4.2 Employee acknowledges that the businesses of Employer and the Dresser, Inc. Entities are highly competitive and that their strategies, methods, books, records, and documents, their technical information concerning their products, equipment, services, and processes, procurement procedures and pricing techniques, the names of and other information (such as credit and financial data) concerning their customers and business affiliates, all comprise confidential business information and trade secrets which are valuable, special, and unique assets which Employer or the Dresser, Inc. Entities use in their business to obtain a competitive advantage over their competitors. Employee further acknowledges that protection of such confidential business information and trade secrets against unauthorized disclosure and use is of critical importance to Employer and the Dresser, Inc. Entities in maintaining their competitive position. Employee hereby agrees that Employee will not, at any time during or after his or her employment by Employer, make any unauthorized disclosure of any confidential business information or trade secrets of Employer or the Dresser, Inc. Entities, or make any use thereof, except in the carrying out of his or her employment responsibilities hereunder. Confidential business information shall not include information in the public domain (but only if the same becomes part of the public domain through a means other than a disclosure prohibited hereunder). The above notwithstanding, a disclosure shall not be unauthorized if (i) it is required by law or by a court of competent jurisdiction or (ii) it is in connection with any judicial, arbitration, dispute resolution or other legal proceeding in which Employee’s legal rights and obligations as an employee or under this Agreement are at issue; provided, however, that Employee shall, to the extent practicable and lawful in any such events, give prior notice to Employer of his or her intent to disclose any such confidential business information in such context so as to allow Employer or a Dresser, Inc. Entity an opportunity (which Employee will not oppose) to obtain such protective orders or similar relief with respect thereto as may be deemed appropriate.

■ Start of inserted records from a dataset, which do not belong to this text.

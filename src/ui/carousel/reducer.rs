use std::marker::PhantomData;

use crate::ui::mvi::Reducer;

use super::intent::CarouselIntent;
use super::state::{CarouselPhase, CarouselState};

pub struct CarouselReducer<T>(PhantomData<fn() -> T>);

impl<T: Clone + PartialEq + Send + 'static> Reducer for CarouselReducer<T> {
    type State = CarouselState<T>;
    type Intent = CarouselIntent<T>;

    fn reduce(state: Self::State, intent: Self::Intent) -> Self::State {
        match intent {
            CarouselIntent::Loaded(items) => CarouselState {
                items: Some(items),
                current_index: 0,
                ..state
            },
            CarouselIntent::SetItemsPerView(items_per_view) => {
                let mut next = CarouselState {
                    items_per_view: items_per_view.max(1),
                    ..state
                };
                // Never let the window read past the last item.
                next.current_index = next.current_index.min(next.max_index());
                next
            }
            CarouselIntent::Tick => {
                if state.phase() != CarouselPhase::Carousel || state.paused {
                    return state;
                }
                let current_index = if state.current_index >= state.max_index() {
                    0
                } else {
                    state.current_index + 1
                };
                CarouselState {
                    current_index,
                    ..state
                }
            }
            CarouselIntent::GoTo(index) => {
                let current_index = index.min(state.max_index());
                CarouselState {
                    current_index,
                    ..state
                }
            }
            CarouselIntent::SetPaused(paused) => CarouselState { paused, ..state },
        }
    }
}

#[cfg(test)]
mod tests {
    use super::*;

    type R = CarouselReducer<char>;

    fn loaded(items: &str, per_view: usize) -> CarouselState<char> {
        let state = R::reduce(
            CarouselState::new(per_view),
            CarouselIntent::Loaded(items.chars().collect()),
        );
        assert_eq!(state.current_index(), 0);
        state
    }

    #[test]
    fn tick_advances_then_wraps_to_start() {
        let mut state = loaded("ABCDE", 3);
        state = R::reduce(state, CarouselIntent::Tick);
        state = R::reduce(state, CarouselIntent::Tick);
        assert_eq!(state.current_index(), 2);
        state = R::reduce(state, CarouselIntent::Tick);
        assert_eq!(state.current_index(), 0);
    }

    #[test]
    fn tick_is_noop_while_paused() {
        let mut state = loaded("ABCDE", 3);
        state = R::reduce(state, CarouselIntent::SetPaused(true));
        for _ in 0..10 {
            state = R::reduce(state, CarouselIntent::Tick);
        }
        assert_eq!(state.current_index(), 0);
    }

    #[test]
    fn tick_is_noop_outside_carousel_phase() {
        let state = R::reduce(CarouselState::new(3), CarouselIntent::Tick);
        assert_eq!(state.phase(), CarouselPhase::Loading);
        let state = R::reduce(loaded("AB", 3), CarouselIntent::Tick);
        assert_eq!(state.current_index(), 0);
    }

    #[test]
    fn go_to_clamps() {
        let state = R::reduce(loaded("ABCDE", 3), CarouselIntent::GoTo(42));
        assert_eq!(state.current_index(), 2);
    }

    #[test]
    fn shrinking_max_index_reclamps() {
        let mut state = loaded("ABCDEFGHIJ", 1);
        state = R::reduce(state, CarouselIntent::GoTo(9));
        state = R::reduce(state, CarouselIntent::SetItemsPerView(3));
        assert_eq!(state.current_index(), 7);
    }

    #[test]
    fn zero_items_per_view_is_treated_as_one() {
        let state = R::reduce(loaded("ABC", 3), CarouselIntent::SetItemsPerView(0));
        assert_eq!(state.items_per_view(), 1);
        assert_eq!(state.phase(), CarouselPhase::Carousel);
    }

    #[test]
    fn reload_resets_index() {
        let mut state = R::reduce(loaded("ABCDE", 1), CarouselIntent::GoTo(3));
        state = R::reduce(state, CarouselIntent::Loaded(vec!['x', 'y']));
        assert_eq!(state.current_index(), 0);
    }
}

4.3 All written materials, records, and other documents made by, or coming into the possession of, Employee during the period of Employee’s employment by Employer which contain or disclose confidential business information or trade secrets of Employer or the Dresser, Inc. Entities shall be and remain the property of Employer, or the Dresser, Inc. Entities, as the case may be. Upon termination of Employee’s employment by Employer, for any reason, Employee promptly shall deliver the same, and all copies thereof, to Employer.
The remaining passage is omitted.